Hotel Russell, Russell Square WC1

Anne (or Mary)
H.C. Fehr modelled four British Queens for the main entrance of the Hotel Russell, and four prime ministers for round the side. As with most of Fehr's work, they are very idealised, in fact, idealised to the extent of being practically unidentifiable, except that we can assume that the Catholic Mary Tudor would not have been included as Catholics were still regarded as suspect to say the least.
The best clue to their identities is inside the hotel, where the best suites are the Elizabeth, Anne, Mary and Victoria.
Mary (or Anne)
Elizabeth is obvious from her ruff, and the 18th century fashions point out Anne and Mary, though which is which I'd rather not say.
Which leaves the girl with the orb as Victoria.
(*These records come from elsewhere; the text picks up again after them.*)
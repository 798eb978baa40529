//! Row identity and the set of selected rows.

use std::collections::HashSet;
use std::fmt;

use crate::value::{Record, Value};

/// Identity of a row for selection purposes.
#[derive(Debug, Clone, PartialEq, Eq, Hash)]
pub enum RowId {
    Int(i64),
    Text(String),
    /// Position in the input sequence; used when a row has no natural key.
    Index(usize),
}

impl RowId {
    /// Natural key from an attribute value. `None` for null.
    pub fn from_value(value: Value) -> Option<Self> {
        match value {
            Value::Null => None,
            Value::Int(n) => Some(RowId::Int(n)),
            Value::Float(x) if x.fract() == 0.0 && x.abs() < 9.0e15 => Some(RowId::Int(x as i64)),
            Value::Text(s) => Some(RowId::Text(s)),
            other => Some(RowId::Text(other.to_string())),
        }
    }
}

type KeyFn<R> = Box<dyn Fn(&R, usize) -> Option<RowId> + Send>;

/// How a row's [`RowId`] is derived.
///
/// Whatever the strategy, a row without a natural key falls back to
/// [`RowId::Index`] of its position in the input data.
pub enum RowKey<R> {
    /// Read the named attribute.
    Field(String),
    /// Derive the key from the record and its input position.
    With(KeyFn<R>),
}

impl<R> RowKey<R> {
    pub fn field(name: impl Into<String>) -> Self {
        RowKey::Field(name.into())
    }

    pub fn with(f: impl Fn(&R, usize) -> Option<RowId> + Send + 'static) -> Self {
        RowKey::With(Box::new(f))
    }
}

impl<R: Record> RowKey<R> {
    /// Identity of `record`, which sits at `index` in the input data.
    pub fn id_of(&self, record: &R, index: usize) -> RowId {
        let natural = match self {
            RowKey::Field(name) => record.field(name).and_then(RowId::from_value),
            RowKey::With(f) => f(record, index),
        };
        natural.unwrap_or(RowId::Index(index))
    }
}

impl<R> Default for RowKey<R> {
    /// The `id` attribute.
    fn default() -> Self {
        RowKey::Field("id".to_string())
    }
}

impl<R> fmt::Debug for RowKey<R> {
    fn fmt(&self, f: &mut fmt::Formatter<'_>) -> fmt::Result {
        match self {
            RowKey::Field(name) => f.debug_tuple("Field").field(name).finish(),
            RowKey::With(_) => f.write_str("With(..)"),
        }
    }
}

/// The set of selected row identities.
#[derive(Debug, Clone, Default, PartialEq, Eq)]
pub struct Selection {
    ids: HashSet<RowId>,
}

impl Selection {
    pub fn new() -> Self {
        Self::default()
    }

    pub fn contains(&self, id: &RowId) -> bool {
        self.ids.contains(id)
    }

    /// Flip membership of `id`; returns whether it is now selected.
    pub fn toggle(&mut self, id: RowId) -> bool {
        if self.ids.remove(&id) {
            false
        } else {
            self.ids.insert(id);
            true
        }
    }

    pub fn select_all(&mut self, ids: impl IntoIterator<Item = RowId>) {
        self.ids.extend(ids);
    }

    pub fn clear(&mut self) {
        self.ids.clear();
    }

    /// True when `ids` is non-empty and every one of them is selected.
    pub fn all_selected<'a>(&self, ids: impl IntoIterator<Item = &'a RowId>) -> bool {
        let mut any = false;
        for id in ids {
            if !self.ids.contains(id) {
                return false;
            }
            any = true;
        }
        any
    }

    /// True when at least one of `ids` is selected.
    pub fn any_selected<'a>(&self, ids: impl IntoIterator<Item = &'a RowId>) -> bool {
        ids.into_iter().any(|id| self.ids.contains(id))
    }

    pub fn len(&self) -> usize {
        self.ids.len()
    }

    pub fn is_empty(&self) -> bool {
        self.ids.is_empty()
    }
}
This is truly eccentric - in 1898 the image of the Queen as the little old widow was so well established I bet most Victorians would have been amazed that this young thing was actually their Empress.
And Victoria was always, even when young, portrayed with her hair in a bun.
Lord Derby


Lord Salisbury
Identifying the prime ministers is, oddly, rather easier despite the lavish Victorian face fungus. They are (if I have got this right) Lord Derby, Lord Salisbury, a young and rather dynamic looking Gladstone, and the only instantly recognisable one, Disraeli.

1 comment:

Hels said...

I can understand why the owner of the new building might have commissioned queens. After all, they represented the entire nation, they ruled for very long reigns and were largely not open to charges of corruption etc.

But politicians come and go. Even prime ministers were supported by only half of the voting population and loathed by the other half. No wonder the owner asked the sculptor to put the politicians around the side.